Reconnaissance dating: A new radiocarbon method applied to assessing the temporal distribution of Southern Ocean deep-sea corals

We have developed a rapid ‘reconnaissance’ method of preparing graphite for ¹⁴C/¹²C analysis. Carbonate (～15 mg) is combusted using an elemental analyzer and the resulting CO₂ is converted to graphite using a sealed tube zinc reduction method. Over 85% (n=45 replicates on twenty-one individual corals) of reconnaissance ages measured on corals ranging in age from 500 to 33,000 radiocarbon years (Ryr) are within two standard deviations of ages generated using standard hydrolysis methods on the same corals, and all reconnaissance ages are within 300 Ryr of the standard hydrolysis ages. Replicate measurements on three individual aragonitic corals yielded ages of 1076±35 Ryr (standard deviation; n=5), 10,739±47 Ryr (n=8), and 40,146±3500 Ryr (n=9).
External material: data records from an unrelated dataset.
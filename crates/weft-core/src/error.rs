//! Validation error type shared by the ingress path.

use thiserror::Error;

/// A frame failed ingress validation.
///
/// The reason is human-readable and is sent back to the client verbatim in
/// an [`ErrorFrame`](crate::ErrorFrame).
#[derive(Debug, Clone, PartialEq, Eq, Error)]
#[error("{reason}")]
pub struct ValidationError {
    /// Why the frame was rejected. The first failing rule wins.
    pub reason: String,
}

impl ValidationError {
    /// Create a validation error with the given reason.
    #[must_use]
    pub fn new(reason: impl Into<String>) -> Self {
        Self {
            reason: reason.into(),
        }
    }
}

/// Result type for validation.
pub type ValidationResult<T> = Result<T, ValidationError>;
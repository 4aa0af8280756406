//! Mock sinks for tests.
//!
//! [`RecordingSink`] captures every frame and detects overlapping writes,
//! which is how the single-writer invariant is asserted. Shared here so
//! integration tests can drive the full pipeline without sockets.

use async_trait::async_trait;
use std::sync::Mutex;
use std::sync::atomic::{AtomicBool, AtomicUsize, Ordering};
use std::time::Duration;

use crate::sink::{SessionSink, SinkError};

/// A sink that records frames and flags concurrent writers.
#[derive(Debug, Default)]
pub struct RecordingSink {
    frames: Mutex<Vec<String>>,
    active: AtomicUsize,
    overlapped: AtomicBool,
    delay: Option<Duration>,
}

impl RecordingSink {
    /// Create a sink with no write delay.
    #[must_use]
    pub fn new() -> Self {
        Self::default()
    }

    /// Sleep this long inside every write, to widen race windows.
    #[must_use]
    pub fn with_delay(mut self, delay: Duration) -> Self {
        self.delay = Some(delay);
        self
    }

    /// Everything written so far, in write order.
    #[must_use]
    pub fn frames(&self) -> Vec<String> {
        self.frames
            .lock()
            .unwrap_or_else(|e| e.into_inner())
            .clone()
    }

    /// Whether two writes were ever in flight at once.
    #[must_use]
    pub fn overlapped(&self) -> bool {
        self.overlapped.load(Ordering::SeqCst)
    }
}

#[async_trait]
impl SessionSink for RecordingSink {
    async fn send_text(&self, frame: String) -> Result<(), SinkError> {
        if self.active.fetch_add(1, Ordering::SeqCst) > 0 {
            self.overlapped.store(true, Ordering::SeqCst);
        }
        if let Some(delay) = self.delay {
            tokio::time::sleep(delay).await;
        }
        self.frames
            .lock()
            .unwrap_or_else(|e| e.into_inner())
            .push(frame);
        self.active.fetch_sub(1, Ordering::SeqCst);
        Ok(())
    }
}

#[async_trait]
impl SessionSink for std::sync::Arc<RecordingSink> {
    async fn send_text(&self, frame: String) -> Result<(), SinkError> {
        self.as_ref().send_text(frame).await
    }
}

/// A sink whose writes always fail, for dead-transport paths.
#[derive(Debug, Clone, Copy, Default)]
pub struct FailingSink;

#[async_trait]
impl SessionSink for FailingSink {
    async fn send_text(&self, _frame: String) -> Result<(), SinkError> {
        Err(SinkError("connection reset".to_owned()))
    }
}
No systematic biases were found using different cleaning methods or variable sample sizes. Analysis of ¹³C/¹²C was made concurrently with the ¹⁴C/¹²C measurement to correct for natural fractionation and for fractionation during sample processing and analysis. This technique provides a new, rapid method for making accurate, percent-level ¹⁴C/¹²C analyses that may be used to establish the rates and chronology of earth system processes where survey-type modes of age estimation are desirable. For example, applications may include creation of sediment core-top maps, preliminary age models for sediment cores, and growth rate studies of marine organisms such as corals or mollusks. We applied the reconnaissance method to more than 100 solitary deep-sea corals collected in the Drake Passage in the Southern Ocean to investigate their temporal and spatial distribution. The corals used in this study are part of a larger sample set, and the subset that was dated was chosen based on species as opposed to preservation state, so as to exclude obvious temporal biases. Similar to studies in other regions, the distribution of deep-sea corals is not constant through time across the Drake Passage. Most of the corals from the Burdwood Bank (continental shelf of Argentina) have ages ranging between 0 and 2500 calendar years, whereas most of the corals from the Sars Seamount in the Drake Passage have ages between 10,000 and 12,500 calendar years. Such differences may be caused in part by sampling biases, but may also be caused by changes in larval transport, nutrient supply, or other environmental pressures.